Понед<ельник>, 19 дек<абря>.
Я знаю, что Фанни Черрито стара, знаю, что она нехороша вблизи, знаю, что на мой черный бинокль нельзя вполне положиться,-- но, совсем тем, давно не видел я женщины, которая бы меня пленила более Фанни Черрито. Давали "Армиду" и я, просидев весь день дома, отправился в балет в каком-то редко со мной случающемся, болезненно-озлобленном состоянии. Балет был глуп, более глуп, чем все балеты сего мира. Но как хороша была Черрито Армидою! Все, начиная от ее прически до ножек, действительно маленьких, как у дитяти,-- меня пленяло, но более всего ее рот и выражение лица -- ласковое, веселое, приличное и вместе с тем страстное.

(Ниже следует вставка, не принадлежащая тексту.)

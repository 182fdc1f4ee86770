//! REST API and WebSocket server for the monitoring hub
//!
//! ## Architecture
//!
//! - **Axum** web framework with Tower middleware
//! - **Shared components** (stats cache, trigger, broadcaster) in [`ApiState`]
//! - **WebSocket** connections registered in the room registry
//!
//! ## Endpoints
//!
//! - `GET /api/v1/health` - Health check
//! - `GET /api/v1/connectivity/statistics` - Cached fleet statistics
//! - `POST /api/v1/connectivity/batch-check` - Check selected devices
//! - `POST /api/v1/connectivity/refresh-cache` - Recompute the statistics
//! - `POST /api/v1/connectivity/clear-cache` - Drop the cached statistics
//! - `POST /api/v1/connectivity/check-ip` - Check an arbitrary address
//! - `POST /api/v1/jobs/monitor/trigger` - Manual monitoring run
//! - `GET /api/v1/jobs/{id}` - Job status
//! - `GET /api/v1/realtime/stats` - Connection and room counts
//! - `WS /api/v1/ws` - Live dashboard stream

pub mod error;
pub mod routes;
pub mod state;
pub mod types;
pub mod websocket;

pub use error::{ApiError, ApiResult};
pub use state::ApiState;

use std::net::{Ipv4Addr, SocketAddr};

use axum::{
    Router,
    routing::{get, post},
};
use tower_http::cors::{Any, CorsLayer};
use tower_http::trace::TraceLayer;
use tracing::info;

use crate::config::Config;

/// API server configuration
#[derive(Debug, Clone)]
pub struct ApiConfig {
    /// Bind address (e.g., "0.0.0.0:8080")
    pub bind_addr: SocketAddr,

    /// Enable CORS for dashboard
    pub enable_cors: bool,
}

impl Default for ApiConfig {
    fn default() -> Self {
        Self {
            bind_addr: SocketAddr::from((Ipv4Addr::LOCALHOST, crate::util::get_default_port())),
            enable_cors: true,
        }
    }
}

impl ApiConfig {
    /// Settings from the config file, falling back to `HUB_ADDR`/`HUB_PORT`
    pub fn from_config(config: &Config) -> Self {
        match &config.api {
            Some(section) => Self {
                bind_addr: section.bind.unwrap_or_else(crate::util::get_bind_addr),
                enable_cors: section.enable_cors,
            },
            None => Self {
                bind_addr: crate::util::get_bind_addr(),
                ..Self::default()
            },
        }
    }
}

/// Build the router with every route and layer
pub fn router(state: ApiState, enable_cors: bool) -> Router {
    let mut app = Router::new()
        .route("/api/v1/health", get(routes::health::health_check))
        .route(
            "/api/v1/connectivity/statistics",
            get(routes::connectivity::get_statistics),
        )
        .route(
            "/api/v1/connectivity/batch-check",
            post(routes::connectivity::batch_check),
        )
        .route(
            "/api/v1/connectivity/refresh-cache",
            post(routes::connectivity::refresh_cache),
        )
        .route(
            "/api/v1/connectivity/clear-cache",
            post(routes::connectivity::clear_cache),
        )
        .route(
            "/api/v1/connectivity/check-ip",
            post(routes::connectivity::check_ip),
        )
        .route(
            "/api/v1/jobs/monitor/trigger",
            post(routes::jobs::trigger_monitor),
        )
        .route("/api/v1/jobs/:id", get(routes::jobs::get_job))
        .route(
            "/api/v1/realtime/stats",
            get(routes::realtime::get_realtime_stats),
        )
        .route("/api/v1/ws", get(websocket::websocket_handler))
        .with_state(state)
        .layer(TraceLayer::new_for_http());

    if enable_cors {
        let cors = CorsLayer::new()
            .allow_origin(Any)
            .allow_methods(Any)
            .allow_headers(Any);
        app = app.layer(cors);
    }

    app
}

/// Spawn the API server
///
/// This starts an Axum HTTP server in a background task.
/// Returns the server's local address.
pub async fn spawn_api_server(config: ApiConfig, state: ApiState) -> anyhow::Result<SocketAddr> {
    info!("starting API server on {}", config.bind_addr);

    let app = router(state, config.enable_cors);

    let listener = tokio::net::TcpListener::bind(config.bind_addr).await?;
    let addr = listener.local_addr()?;

    info!("API server listening on {}", addr);

    tokio::spawn(async move {
        if let Err(e) = axum::serve(listener, app).await {
            tracing::error!("API server error: {}", e);
        }
    });

    Ok(addr)
}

При ней все наши танцовщицы, кроме маленькой Муравьевой, казались палками, глупыми девками, ходячими циркулями. Et puis cet air si caressant, si ingenu, si gentil dans son ingenuite {И затем этот облик, ласковый простосердечный и милый всвоей простоте и искренности (франц.).}. Я знаю, что благодаря третьему ряду и трубке, я любуюсь не на г-жу Черрито, а скорее на произведение собственной своей фантазии, но надо же вызвать эту фантазию, а того не делал никто из танцовщиц до сей поры, даже К. Гризи.
Видел разных людей подземного царства, или; как говорится, "являющихся лишь по бурным ночам",-- Кирилина Андрея и Григорьева (triple) {(тройной) (франц.).}. Была и она, то есть Черкесенка, балет ей, конечно, показался любезнее оперы. Григорьев зовет меня сегодни обедать, но это пока в руках Олимпийца и зависит от Черкесенки, которая милее, чем когда-либо!